All the Basics:
CrossFit is a brand, physical exercise philosophy and a competitive fitness sport. CrossFit's workouts combine high-intensity interval training, Olympic weightlifting, plyometrics, powerlifting, gymnastics, girevoy sport, calisthenics, strongman and other exercises.
It is practiced by members of over 10,000 affiliated gyms, half of which are in the United States.
The exercises are usually combined to “Workouts of the Day,” or “WODs," which are often short (about 30 minutes) and demanding. Performance is tracked and ranked to encourage competition and measure progress (Muscle for Life).
According to CrossFit's website:
"We offer the world's most useful definition of fitness: increased work capacity across broad time and modal domains. Capacity is the ability to do real work, which is measurable using the basic terms of physics (force, distance and time). Life is unpredictable (much more so than sport) so real world fitness must be broad and not specialized, both in terms of duration and type of effort (time and modal domains).
The magic is in the movements. All of CrossFit’s workouts are based on functional movements. These are the core movements of life, found everywhere, and built naturally into our DNA. They move the largest loads the longest distances so they are ideal for maximizing the amount of work done in the shortest time (intensity).

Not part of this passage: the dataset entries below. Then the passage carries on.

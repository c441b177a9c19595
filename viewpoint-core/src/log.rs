//! Minimal diagnostic logger. Grounded on `fyrox-core::log::Log`: a global
//! `Mutex`-guarded sink with three severities, gated by a verbosity
//! threshold. Unlike the engine's logger this never touches the filesystem —
//! a library has no application working directory to write into — it only
//! ever writes to stdout/stderr.

use parking_lot::Mutex;
use std::fmt::Display;

lazy_static::lazy_static! {
    static ref LOG: Mutex<Log> = Mutex::new(Log {
        verbosity: MessageKind::Information,
    });
}

/// Severity of a logged message.
#[derive(Copy, Clone, PartialOrd, PartialEq, Eq, Ord, Debug)]
#[repr(u32)]
pub enum MessageKind {
    Information = 0,
    Warning = 1,
    Error = 2,
}

impl MessageKind {
    fn prefix(self) -> &'static str {
        match self {
            MessageKind::Information => "[INFO]: ",
            MessageKind::Warning => "[WARNING]: ",
            MessageKind::Error => "[ERROR]: ",
        }
    }
}

struct Log {
    verbosity: MessageKind,
}

impl Log {
    fn write(&self, kind: MessageKind, msg: &str) {
        if kind < self.verbosity {
            return;
        }
        if kind == MessageKind::Error {
            eprintln!("{}{msg}", kind.prefix());
        } else {
            println!("{}{msg}", kind.prefix());
        }
    }
}

/// Writes an informational message.
pub fn info<S: Display>(msg: S) {
    LOG.lock().write(MessageKind::Information, &msg.to_string());
}

/// Writes a warning message.
pub fn warn<S: Display>(msg: S) {
    LOG.lock().write(MessageKind::Warning, &msg.to_string());
}

/// Writes an error message.
pub fn err<S: Display>(msg: S) {
    LOG.lock().write(MessageKind::Error, &msg.to_string());
}

/// Sets the minimum severity that gets written; messages below it are
/// silently dropped. Useful for quieting the solver's diagnostics in tests.
pub fn set_verbosity(kind: MessageKind) {
    LOG.lock().verbosity = kind;
}

#[cfg(test)]
mod tests {
    use super::*;

    #[test]
    fn verbosity_gate_does_not_panic() {
        set_verbosity(MessageKind::Error);
        info("swallowed");
        warn("swallowed");
        err("shown");
        set_verbosity(MessageKind::Information);
    }
}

By employing a constantly-varied approach to training, these functional movements at maximum intensity (relative to the physical and psychological tolerances of the participant), lead to dramatic gains in fitness. Intensity is essential for results and is measurable as work/time. The more work you do in less time, the more intense the effort.
In implementation, CrossFit is, quite simply, the “sport of fitness.” We’ve learned that harnessing the natural camaraderie, competition and fun of sport or game yields an intensity that cannot be matched by other means.
Muscle Groups Worked:
CrossFit works a variety of different muscle groups, giving both aerobic and strength-building workouts, depending on the daily workout.
CrossFit uses muscle groups from calisthenics, Olympic-style weightlifting, powerlifting, Strongman-type events, plyometrics, body weight exercises, indoor rowing, aerobic exercise, running, and swimming.
Origin + History:
CrossFit was founded by Greg Glassman in 2000 and the original gym is in Santa Cruz, Calif., with the first affiliate gym being in Seattle, Wash. There were 13 by 2005 and today there are more than 10,000.
The "CrossFit Games" have been held every summer since 2007, by which athletes compete in workouts they learn about only hours beforehand, sometimes including surprise elements that are not part of the typical CrossFit regimen. Past examples include a rough-water swim and a softball throw. The Games are said to be styled as a venue for determining the "Fittest on Earth," where competitors should be "ready for anything."
How It Can Help Your Yoga Practice:
CrossFit and yoga are virtually opposite in a lot of ways. Yoga works as the yin to the CrossFit yang and vice versa.
For yogis, CrossFit can work as a way to build strength and for CrossFit practitioners, yoga can provide relief from sore muscles and tightness.
Benefits of CrossFit:
In 2010, the U.S. Army study conducted during a six-week period produced an average power output increase of 20 percent among participants, measured by benchmark WODs. The average one repetition maximum deadlift increased by 21.11 percent.
A 2013 study by exercise scientists at Ohio State University revealed that participation in a program significantly improved VO2 max and decreased body fat percentage in both males and females across all levels of fitness.
A 2013 study by the University of Wisconsin-La Crosse's exercise physiology program monitored 16 healthy and fit volunteers as they completed two separate CrossFit WODs, finding that men burned nearly 21 calories per minute, and women burned just over 12. This improved cardiovascular endurance for both males and females.
In general, CrossFit blasts calories, increases joint mobility, and improves strength and fitness levels. It also creates a sense of community and team spirit.
According to Stuart McGill, a professor of spine biomechanics at the University of Waterloo, the risk of injury from some CrossFit exercises outweighs their benefits when they are performed with poor form in timed workouts. He said that there are similar risks in other high-intensity exercise programs but explained that CrossFit's online community enables athletes to follow the program without proper guidance, increasing the risk of improper form or technique.
A 2013 study published in the Journal of Strength and Conditioning Research concluded that the incidents of injury are consistent with weight lifting, power lifting and gymnastics—sports with many movements and exercises in common with CrossFit.